The attempts we’re seeing to get everyone to care about everything that happens everywhere equally are futile, because media coverage is not motivated by the media’s beliefs about which stories are important, it’s motivated by the media’s beliefs about which stories will get us to pay attention. They have decades of research on our behavior. They know fear works, and they know what scares us and what doesn’t. Even in a world without systemic racism of any kind, the media would behave the same way, and ordinary people would behave the same way. Racism does not cause fear, fear feeds racism–when we are afraid, we demonize outsiders, we demonize people who are different from us, even on trivial and arbitrary grounds. Media coverage feeds racism, but it is not designed with that in mind–it is designed to produce fear, and racism is a second order consequence, albeit a very important one.
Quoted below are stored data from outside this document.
use std::net::SocketAddr;

use axum::{
    extract::DefaultBodyLimit,
    http::{header, HeaderValue, Method},
    routing::get,
    Router,
};
use tower_http::{cors::CorsLayer, trace::TraceLayer};

use crate::state::AppState;
use crate::{auth, house, lpg, roommates, rooms, tiffins};

pub fn build_app(state: AppState) -> Router {
    let cors = cors_layer(state.config.frontend_origin.as_deref());

    Router::new()
        .nest("/user", auth::router())
        .nest("/room", rooms::router())
        .nest("/tiffin", tiffins::router())
        .nest("/lpg", lpg::router())
        .nest("/house", house::router())
        .nest("/roommate", roommates::router())
        .route("/health", get(|| async { "ok" }))
        .layer(DefaultBodyLimit::max(20 * 1024 * 1024)) // base64 photo payloads
        .with_state(state)
        .layer(cors)
        .layer(
            TraceLayer::new_for_http()
                .make_span_with(|req: &axum::http::Request<_>| {
                    let method = req.method().clone();
                    let uri = req.uri().clone();
                    tracing::info_span!("http_request", %method, uri = %uri)
                })
                .on_response(
                    |res: &axum::http::Response<_>,
                     _latency: std::time::Duration,
                     span: &tracing::Span| {
                        let status = res.status();
                        span.record("status", tracing::field::display(status));
                        if status.is_server_error() {
                            tracing::error!(%status, "response");
                        } else {
                            tracing::info!(%status, "response");
                        }
                    },
                ),
        )
}

/// Credentials (cookies) require a concrete origin; without one configured
/// the API stays open for local development.
fn cors_layer(frontend_origin: Option<&str>) -> CorsLayer {
    match frontend_origin.and_then(|o| o.parse::<HeaderValue>().ok()) {
        Some(origin) => CorsLayer::new()
            .allow_origin(origin)
            .allow_methods([Method::GET, Method::POST, Method::PATCH, Method::DELETE])
            .allow_headers([header::CONTENT_TYPE, header::AUTHORIZATION])
            .allow_credentials(true),
        None => CorsLayer::permissive(),
    }
}

pub async fn serve(app: Router) -> anyhow::Result<()> {
    let addr: SocketAddr = format!(
        "{}:{}",
        std::env::var("APP_HOST").unwrap_or_else(|_| "0.0.0.0".into()),
        std::env::var("APP_PORT").unwrap_or_else(|_| "4000".into())
    )
    .parse()?;

    tracing::info!("listening on {}", addr);
    let listener = tokio::net::TcpListener::bind(addr).await?;
    axum::serve(listener, app).await?;
    Ok(())
}
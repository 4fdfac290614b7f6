use axum::{
    routing::{delete, get, patch, post},
    Router,
};

use crate::state::AppState;

pub mod dto;
pub mod handlers;
pub mod jwt;
pub mod otp;
pub mod password;
pub mod repo;

pub fn router() -> Router<AppState> {
    Router::new()
        .route("/register", post(handlers::register))
        .route("/login", post(handlers::login))
        .route("/refresh-token", post(handlers::refresh))
        .route("/logout", post(handlers::logout))
        .route("/verify", post(handlers::verify_otp))
        .route("/resendOtp", post(handlers::resend_otp))
        .route("/change-password", patch(handlers::change_password))
        .route("/update", patch(handlers::update_details))
        .route("/delete", delete(handlers::delete_account))
        .route("/details", get(handlers::get_details))
}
If we really wanted to do something to equalize the coverage and stop systemic racism, we would stop being so afraid all the time. We would stop reacting to sensationalist media coverage. We would stop paying so much attention to terrorism and we would demand that the media address chronic issues like climate change and poverty. We would not listen to stories about homicides and abductions, we would not allow ourselves to be gripped by the fear of crime perpetrated by racial minorities. We would recognize that the only thing we have to fear is fear itself–the serious political consequences of fear mobilized for reckless purposes by cowards and fools. If we want to combat that fear in our society, the solution is not to send thoughts and prayers to Paris or to Beirut. It is to stop focusing on immediate tragedies, to stop being driven by fear. Instead we must start focusing on the chronic issues that create real suffering in the world. Lack of socioeconomic opportunity, broken political systems, inequality, and so on.

After all, why do we think these young men joined the Islamic State in the first place? They’re marginalized, they have no economic opportunity, they’re poorly educated, and they have no confidence in their political systems. Chronic problems create terrorism. The politics of fear will never solve those problems. The world needs structural, institutional, and policy change, not prayers on Facebook. We should be a positive force by rejecting fear in all its forms, not by squabbling over which tragedy should scare us more. We must say no to tragedy hipsters, no to tragedy one-upping, no to the spreading of needless, unconstructive fear on social media.